Medical Knowledge Graph the main structure and part of data are from https://github.com/liuhuanyong/QASystemOnMedicalKG
python == 3.7.0
neo4j == 4.1.0
py2neo == 4.3.0
pymysql == 0.10.0
The project mainly depends on the structure from
https://github.com/liuhuanyong/QASystemOnMedicalKG.
Apart from that, adding the drug recommend system on it and the drug data is from
https://www.jiankangle.com/healthMall/category;jsessionid=FDC570E85A0BE68990B51FAB6307B454.
KG_data.py: match the disease and medicine (but the result is not so good)

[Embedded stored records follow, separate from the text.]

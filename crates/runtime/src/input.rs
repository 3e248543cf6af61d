//! Input events forwarded by the host.
//!
//! Screen-to-map conversion is the host's job; mouse events arrive with the
//! map coordinate under the cursor already resolved when there is one.

use battle_core::HexCoordinate;

#[derive(Clone, Copy, Debug, PartialEq, Eq, Hash)]
pub enum MouseButton {
    Accept,
    Cancel,
}

#[derive(Clone, Copy, Debug, PartialEq, Eq, Hash)]
pub enum MouseEventKind {
    Press,
    Release,
    Move,
}

#[derive(Clone, Copy, Debug, PartialEq)]
pub struct MouseEvent {
    pub kind: MouseEventKind,
    pub button: MouseButton,
    pub x: f32,
    pub y: f32,
    /// Map tile under the cursor, if any.
    pub coordinate: Option<HexCoordinate>,
}

impl MouseEvent {
    pub fn release(button: MouseButton, x: f32, y: f32) -> Self {
        Self {
            kind: MouseEventKind::Release,
            button,
            x,
            y,
            coordinate: None,
        }
    }

    pub fn press(button: MouseButton, x: f32, y: f32) -> Self {
        Self {
            kind: MouseEventKind::Press,
            button,
            x,
            y,
            coordinate: None,
        }
    }

    pub fn moved(x: f32, y: f32) -> Self {
        Self {
            kind: MouseEventKind::Move,
            button: MouseButton::Accept,
            x,
            y,
            coordinate: None,
        }
    }

    /// Accept-button release on a map tile.
    pub fn click_tile(coordinate: HexCoordinate) -> Self {
        Self {
            coordinate: Some(coordinate),
            ..Self::release(MouseButton::Accept, 0.0, 0.0)
        }
    }

    pub fn is_release_of(&self, button: MouseButton) -> bool {
        self.kind == MouseEventKind::Release && self.button == button
    }
}

/// Keyboard commands after host key mapping.
#[derive(Clone, Copy, Debug, PartialEq, Eq, Hash)]
pub enum KeyEvent {
    Accept,
    Cancel,
    NextSquaddie,
    EndTurn,
    /// Pick the n-th action of the selected squaddie.
    SelectAction(usize),
}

KG_parameters.py: store the various paths of data
KG_functions.py: store some used functions in this project
build_graph.py: upload the structured data to neo4j database
classifier: classify the intention of the patient's query
paser.py: transfer to required sql query sentence
searcher.py: return the information queried
drug_recommend.py: return the recommended drug
It contains 9 kinds of nodes (category of drug, drug, disease,symptom, food, department, check, parts) and 12 kinds of relationships Totally 28000 entity nodes and 360000 relationships
the main method to classify question and name entity is based on string matching which is highly dependent on the size of vocabulary and not flexible.
Further Suggestion:
- Using a NER model like BiLSTM+CRF, HMM and some other sequential models extracts the entities which could be applied to much more cases and avoid the limition of the vocabulary size.
- Applying a method that compare the similarity of words and transfer the entity extracted from NER model to standard key words in SQL. Carry out the sql query and return the required answer.